→ YOUR OBJECTIVE
How many lines below hold the string "read"? Report that number alone.

→ EXTRACTED MATERIAL
━━━━━━━━━━━━━━━━━━━━

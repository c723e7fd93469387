use std::fmt::{self, Debug, Formatter};

use super::{DEFAULT_CAP, GrowableBuffer};
use crate::util::error::EmptyContainer;

/// A FIFO queue over a [`GrowableBuffer`], with independent front and back cursors that advance
/// modulo the capacity.
///
/// Values are dequeued in strict enqueue order. When a growth event fires with the layout
/// wrapped around the end of the storage, the elements are re-packed front-first into the start
/// of the doubled storage, so the ordering guarantee holds across growth.
///
/// # Time Complexity
/// For this analysis of time complexity, variables are defined as follows:
/// - `n`: The number of items in the Queue.
///
/// | Method | Complexity |
/// |-|-|
/// | `enqueue` | `O(1)`*, `O(n)` |
/// | `dequeue` | `O(1)` |
/// | `front` | `O(1)` |
/// | `clear` | `O(n)` |
/// | `len` | `O(1)` |
///
/// \* If the Queue is at capacity, `enqueue` doubles the backing storage and takes `O(n)`.
pub struct Queue<T> {
    buf: GrowableBuffer<T>,
    front: usize,
    back: usize,
    len: usize,
}

impl<T> Queue<T> {
    /// Creates a new Queue with the default capacity of 5.
    ///
    /// # Examples
    /// ```
    /// # use container_lib::collections::ring::Queue;
    /// let queue: Queue<u8> = Queue::new();
    /// assert_eq!(queue.cap(), 5);
    /// assert!(queue.is_empty());
    /// ```
    pub fn new() -> Queue<T> {
        Self::with_cap(DEFAULT_CAP)
    }

    /// Creates a new Queue with capacity exactly equal to the provided value.
    pub fn with_cap(cap: usize) -> Queue<T> {
        Queue {
            buf: GrowableBuffer::with_cap(cap),
            front: 0,
            back: 0,
            len: 0,
        }
    }

    /// Returns the number of values in the Queue.
    pub const fn len(&self) -> usize {
        self.len
    }

    /// Returns true if the Queue contains no values.
    pub const fn is_empty(&self) -> bool {
        self.len == 0
    }

    /// Returns the current capacity of the backing storage.
    pub fn cap(&self) -> usize {
        self.buf.cap()
    }

    /// Appends the provided value at the back of the Queue, doubling the capacity first if the
    /// Queue is full.
    ///
    /// # Examples
    /// ```
    /// # use container_lib::collections::ring::Queue;
    /// let mut queue = Queue::new();
    /// for i in 0..6 {
    ///     queue.enqueue(i);
    /// }
    /// assert_eq!(queue.cap(), 10);
    /// assert_eq!(queue.dequeue(), Some(0));
    /// ```
    pub fn enqueue(&mut self, value: T) {
        if self.len == self.buf.cap() {
            let (front, len, cap) = (self.front, self.len, self.buf.cap());
            // SAFETY: The len slots starting at front (wrapping modulo cap) hold the live values
            // in dequeue order; re-packing them linearly resets the ring to start at 0.
            unsafe {
                self.buf.grow_from((0..len).map(|offset| (front + offset) % cap));
            }
            self.front = 0;
            self.back = len;
        }
        self.buf.write(self.back, value);
        self.back = (self.back + 1) % self.buf.cap();
        self.len += 1;
    }

    /// Removes and returns the value at the front of the Queue, or [`None`] if the Queue is
    /// empty.
    ///
    /// # Examples
    /// ```
    /// # use container_lib::collections::ring::Queue;
    /// let mut queue = Queue::new();
    /// queue.enqueue(1);
    /// queue.enqueue(2);
    /// assert_eq!(queue.dequeue(), Some(1));
    /// assert_eq!(queue.dequeue(), Some(2));
    /// assert_eq!(queue.dequeue(), None);
    /// ```
    pub fn dequeue(&mut self) -> Option<T> {
        match self.len.checked_sub(1) {
            Some(new_len) => {
                // SAFETY: The slot at front holds the oldest live value, and the front cursor
                // moves past it, so it will not be read or dropped again.
                let value = unsafe { self.buf.read(self.front) };
                self.front = (self.front + 1) % self.buf.cap();
                self.len = new_len;
                Some(value)
            },
            None => None,
        }
    }

    /// A variant of [`Queue::dequeue`] which returns a typed error on an empty Queue.
    pub fn checked_dequeue(&mut self) -> Result<T, EmptyContainer> {
        self.dequeue().ok_or(EmptyContainer)
    }

    /// A variant of [`Queue::dequeue`] which yields the default value on an empty Queue, for
    /// callers relying on the classic unchecked contract.
    ///
    /// # Examples
    /// ```
    /// # use container_lib::collections::ring::Queue;
    /// let mut queue: Queue<u8> = Queue::new();
    /// assert_eq!(queue.dequeue_or_default(), 0);
    /// ```
    pub fn dequeue_or_default(&mut self) -> T
    where
        T: Default,
    {
        self.dequeue().unwrap_or_default()
    }

    /// Borrows the value at the front of the Queue without removing it, or [`None`] if the Queue
    /// is empty.
    pub fn front(&self) -> Option<&T> {
        if self.is_empty() {
            None
        } else {
            // SAFETY: A non-empty Queue has a live value at the front cursor.
            Some(unsafe { self.buf.get(self.front) })
        }
    }

    /// Removes every value, resetting the front and back cursors to 0. The backing storage is
    /// retained at its current capacity.
    ///
    /// # Examples
    /// ```
    /// # use container_lib::collections::ring::Queue;
    /// let mut queue = Queue::new();
    /// for i in 0..4 {
    ///     queue.enqueue(i);
    /// }
    /// queue.clear();
    /// assert!(queue.is_empty());
    /// assert_eq!(queue.cap(), 5);
    /// ```
    pub fn clear(&mut self) {
        let cap = self.buf.cap();
        for offset in 0..self.len {
            // SAFETY: The len slots starting at front (wrapping modulo cap) hold the live values,
            // each dropped exactly once here.
            unsafe { self.buf.drop_slot((self.front + offset) % cap) };
        }
        self.front = 0;
        self.back = 0;
        self.len = 0;
    }
}

impl<T> Default for Queue<T> {
    fn default() -> Self {
        Self::new()
    }
}

impl<T> Drop for Queue<T> {
    fn drop(&mut self) {
        self.clear();
    }
}

impl<T: Debug> Debug for Queue<T> {
    fn fmt(&self, f: &mut Formatter<'_>) -> fmt::Result {
        f.debug_list()
            .entries((0..self.len).map(|offset| {
                // SAFETY: The len slots starting at front (wrapping modulo capacity) are live.
                unsafe { self.buf.get((self.front + offset) % self.buf.cap()) }
            }))
            .finish()
    }
}
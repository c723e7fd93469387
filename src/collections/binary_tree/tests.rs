#![cfg(test)]

use super::*;

#[test]
fn contains_every_inserted_value_over_permutations() {
    let permutations = [
        [4, 2, 6, 1, 3, 5, 7],
        [1, 2, 3, 4, 5, 6, 7],
        [7, 6, 5, 4, 3, 2, 1],
        [7, 3, 1, 5, 6, 2, 4],
    ];

    for values in permutations {
        let tree: BinarySearchTree<i32> = values.into_iter().collect();

        for value in values {
            assert!(tree.contains(&value), "{value} was inserted but not found.");
        }
        assert!(!tree.contains(&0));
        assert!(!tree.contains(&8));

        assert_eq!(tree.min(), Some(&1));
        assert_eq!(tree.max(), Some(&7));
        assert_eq!(tree.size(), 7);
        assert!(
            (3..=7).contains(&tree.depth()),
            "Depth must lie between ceil(log2(size + 1)) and size, got {}.",
            tree.depth()
        );
    }
}

#[test]
fn shape_follows_insertion_order() {
    let balanced: BinarySearchTree<i32> = [4, 2, 6, 1, 3, 5, 7].into_iter().collect();
    assert_eq!(balanced.depth(), 3);

    let degenerate: BinarySearchTree<i32> = (1..=7).collect();
    assert_eq!(degenerate.depth(), 7, "Sorted insertion must produce a chain.");
}

#[test]
fn duplicate_insert_changes_nothing() {
    let mut tree = BinarySearchTree::new();
    assert!(tree.insert(2));
    assert!(tree.insert(1));
    assert!(tree.insert(3));

    assert!(!tree.insert(2));
    assert!(!tree.insert(3));
    assert_eq!(tree.size(), 3);
    assert_eq!(tree.depth(), 2);
}

#[test]
fn remove_min_splices_right_subtree_into_parent_link() {
    // 1 is the minimum and carries a right child, the case the splice exists for.
    let mut tree: BinarySearchTree<i32> = [5, 1, 3, 7].into_iter().collect();

    assert_eq!(tree.remove_min(), Some(1));
    assert!(tree.contains(&3), "The removed minimum's right subtree must survive.");
    assert_eq!(tree.size(), 3);
    assert_eq!(tree.min(), Some(&3));
}

#[test]
fn remove_max_splices_left_subtree_into_parent_link() {
    let mut tree: BinarySearchTree<i32> = [5, 9, 7, 3].into_iter().collect();

    assert_eq!(tree.remove_max(), Some(9));
    assert!(tree.contains(&7), "The removed maximum's left subtree must survive.");
    assert_eq!(tree.size(), 3);
    assert_eq!(tree.max(), Some(&7));
}

#[test]
fn remove_extrema_handles_the_root() {
    let mut tree: BinarySearchTree<i32> = [2, 3].into_iter().collect();

    assert_eq!(tree.remove_min(), Some(2), "The root itself can be the minimum.");
    assert_eq!(tree.remove_min(), Some(3));
    assert_eq!(tree.remove_min(), None);
    assert!(tree.is_empty());

    let mut tree: BinarySearchTree<i32> = [2, 1].into_iter().collect();
    assert_eq!(tree.remove_max(), Some(2), "The root itself can be the maximum.");
    assert_eq!(tree.remove_max(), Some(1));
    assert_eq!(tree.remove_max(), None);
}

#[test]
fn value_removal_reports_unsupported() {
    let mut tree: BinarySearchTree<i32> = [2, 1, 3].into_iter().collect();

    let err = tree.remove(&1).unwrap_err();
    assert_eq!(err.operation, "BinarySearchTree::remove");
    assert_eq!(tree.size(), 3, "The rejected removal must not touch the tree.");
}

#[test]
fn empty_tree_queries() {
    let tree: BinarySearchTree<i32> = BinarySearchTree::new();

    assert!(tree.is_empty());
    assert_eq!(tree.min(), None);
    assert_eq!(tree.max(), None);
    assert_eq!(tree.min_or_default(), 0);
    assert_eq!(tree.max_or_default(), 0);
    assert_eq!(tree.size(), 0);
    assert_eq!(tree.depth(), 0);
    assert_eq!(tree.to_string(), "");
}

#[test]
fn single_seeds_the_root() {
    let tree = BinarySearchTree::single(4);

    assert_eq!(tree.size(), 1);
    assert_eq!(tree.depth(), 1);
    assert_eq!(tree.min(), Some(&4));
    assert_eq!(tree.max(), Some(&4));
}

#[test]
fn iteration_yields_ascending_order() {
    let tree: BinarySearchTree<i32> = [3, 1, 4, 1, 5, 9, 2, 6].into_iter().collect();

    assert_eq!(tree.iter().copied().collect::<Vec<_>>(), [1, 2, 3, 4, 5, 6, 9]);
    // The walk restarts from the least value each time.
    assert_eq!(tree.iter().count(), 7);

    assert_eq!(tree.into_iter().collect::<Vec<_>>(), [1, 2, 3, 4, 5, 6, 9]);
}

#[test]
fn display_dumps_structure_with_null_markers() {
    assert_eq!(BinarySearchTree::single(1).to_string(), "[ NULL 1 NULL ]");

    let tree: BinarySearchTree<i32> = [2, 1, 3].into_iter().collect();
    assert_eq!(tree.to_string(), "[ [ NULL 1 NULL ] 2 [ NULL 3 NULL ] ]");
}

━━━━━━━━━━━━━━━━━━━━

→ RESULT
2